Entries provided: Begin
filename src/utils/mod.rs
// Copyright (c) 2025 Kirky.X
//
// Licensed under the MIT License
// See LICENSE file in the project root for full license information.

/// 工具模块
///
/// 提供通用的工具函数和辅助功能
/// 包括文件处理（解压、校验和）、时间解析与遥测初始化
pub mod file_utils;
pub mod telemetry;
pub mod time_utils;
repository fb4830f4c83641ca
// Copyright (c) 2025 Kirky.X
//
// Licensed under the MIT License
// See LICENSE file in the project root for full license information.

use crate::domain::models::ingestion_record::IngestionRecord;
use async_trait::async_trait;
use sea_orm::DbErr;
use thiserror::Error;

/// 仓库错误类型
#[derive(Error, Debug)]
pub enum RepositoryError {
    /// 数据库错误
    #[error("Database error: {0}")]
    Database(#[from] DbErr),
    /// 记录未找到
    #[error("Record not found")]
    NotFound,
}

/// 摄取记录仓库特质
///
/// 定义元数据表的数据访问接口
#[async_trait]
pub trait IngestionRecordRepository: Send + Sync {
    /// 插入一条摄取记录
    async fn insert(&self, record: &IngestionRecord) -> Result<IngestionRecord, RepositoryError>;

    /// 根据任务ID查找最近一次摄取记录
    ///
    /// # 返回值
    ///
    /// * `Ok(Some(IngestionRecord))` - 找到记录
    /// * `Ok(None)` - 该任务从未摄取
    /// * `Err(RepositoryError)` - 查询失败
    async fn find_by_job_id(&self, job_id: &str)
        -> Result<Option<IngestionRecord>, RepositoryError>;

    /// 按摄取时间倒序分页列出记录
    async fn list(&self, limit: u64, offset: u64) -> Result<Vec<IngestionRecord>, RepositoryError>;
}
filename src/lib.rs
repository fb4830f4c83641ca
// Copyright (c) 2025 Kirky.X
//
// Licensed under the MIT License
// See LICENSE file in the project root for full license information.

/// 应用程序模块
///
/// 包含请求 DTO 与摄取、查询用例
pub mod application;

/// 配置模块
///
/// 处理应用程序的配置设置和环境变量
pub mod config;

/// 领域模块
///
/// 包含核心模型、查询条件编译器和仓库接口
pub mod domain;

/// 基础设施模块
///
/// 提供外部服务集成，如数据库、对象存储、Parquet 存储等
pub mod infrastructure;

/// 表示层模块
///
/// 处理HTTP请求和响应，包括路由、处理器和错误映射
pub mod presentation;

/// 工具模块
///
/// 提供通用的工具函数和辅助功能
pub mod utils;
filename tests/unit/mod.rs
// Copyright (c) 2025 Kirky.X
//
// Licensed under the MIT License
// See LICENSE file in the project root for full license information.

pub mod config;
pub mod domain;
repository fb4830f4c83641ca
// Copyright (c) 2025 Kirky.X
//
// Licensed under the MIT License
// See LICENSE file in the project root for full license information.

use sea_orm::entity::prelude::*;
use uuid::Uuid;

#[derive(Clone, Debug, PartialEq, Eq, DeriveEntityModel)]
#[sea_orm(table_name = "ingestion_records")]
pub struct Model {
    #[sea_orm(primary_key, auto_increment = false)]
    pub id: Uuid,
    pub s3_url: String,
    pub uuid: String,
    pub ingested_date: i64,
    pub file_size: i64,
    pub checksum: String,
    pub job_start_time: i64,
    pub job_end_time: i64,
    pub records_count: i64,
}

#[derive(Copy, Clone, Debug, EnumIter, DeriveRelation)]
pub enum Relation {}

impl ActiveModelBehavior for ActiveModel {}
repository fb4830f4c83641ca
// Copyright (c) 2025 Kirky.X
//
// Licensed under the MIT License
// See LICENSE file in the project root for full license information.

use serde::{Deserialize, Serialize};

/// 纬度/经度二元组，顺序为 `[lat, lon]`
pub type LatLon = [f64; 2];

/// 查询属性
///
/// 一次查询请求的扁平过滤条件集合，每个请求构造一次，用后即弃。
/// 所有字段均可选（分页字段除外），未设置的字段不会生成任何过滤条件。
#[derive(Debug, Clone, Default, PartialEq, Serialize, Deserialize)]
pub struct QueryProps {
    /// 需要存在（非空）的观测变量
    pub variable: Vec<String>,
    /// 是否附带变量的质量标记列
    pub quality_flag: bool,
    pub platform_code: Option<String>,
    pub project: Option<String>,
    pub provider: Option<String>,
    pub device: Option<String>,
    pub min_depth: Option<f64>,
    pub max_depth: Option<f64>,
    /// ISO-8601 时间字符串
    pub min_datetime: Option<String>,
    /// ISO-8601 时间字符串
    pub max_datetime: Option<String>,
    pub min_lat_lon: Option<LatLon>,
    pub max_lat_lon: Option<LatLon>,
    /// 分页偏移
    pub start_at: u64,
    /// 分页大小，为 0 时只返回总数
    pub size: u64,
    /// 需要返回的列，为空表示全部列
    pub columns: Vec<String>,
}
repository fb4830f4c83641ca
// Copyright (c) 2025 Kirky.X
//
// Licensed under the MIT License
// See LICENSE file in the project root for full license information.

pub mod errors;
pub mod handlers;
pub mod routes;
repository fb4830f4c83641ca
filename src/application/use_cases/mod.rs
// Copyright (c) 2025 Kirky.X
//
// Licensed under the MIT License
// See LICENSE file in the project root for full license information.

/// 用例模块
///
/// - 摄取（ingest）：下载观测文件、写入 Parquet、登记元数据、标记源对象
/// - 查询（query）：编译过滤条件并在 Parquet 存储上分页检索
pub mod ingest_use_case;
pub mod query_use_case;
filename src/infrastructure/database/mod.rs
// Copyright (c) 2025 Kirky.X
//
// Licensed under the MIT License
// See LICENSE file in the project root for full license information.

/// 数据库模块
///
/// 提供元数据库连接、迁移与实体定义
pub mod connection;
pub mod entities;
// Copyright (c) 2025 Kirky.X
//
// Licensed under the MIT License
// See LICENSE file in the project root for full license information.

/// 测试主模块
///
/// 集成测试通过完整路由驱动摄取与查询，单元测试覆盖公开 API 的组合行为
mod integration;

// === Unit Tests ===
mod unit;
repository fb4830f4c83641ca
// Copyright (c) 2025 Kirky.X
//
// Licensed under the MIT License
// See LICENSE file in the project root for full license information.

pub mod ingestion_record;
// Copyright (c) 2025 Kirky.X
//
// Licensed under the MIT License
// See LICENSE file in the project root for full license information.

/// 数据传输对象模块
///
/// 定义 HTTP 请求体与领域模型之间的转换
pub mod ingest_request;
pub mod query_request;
Entries provided: End
Task statement: Go through the lines above and count those with the string "PartialEq". Reply with the count and nothing more.

Response area: 2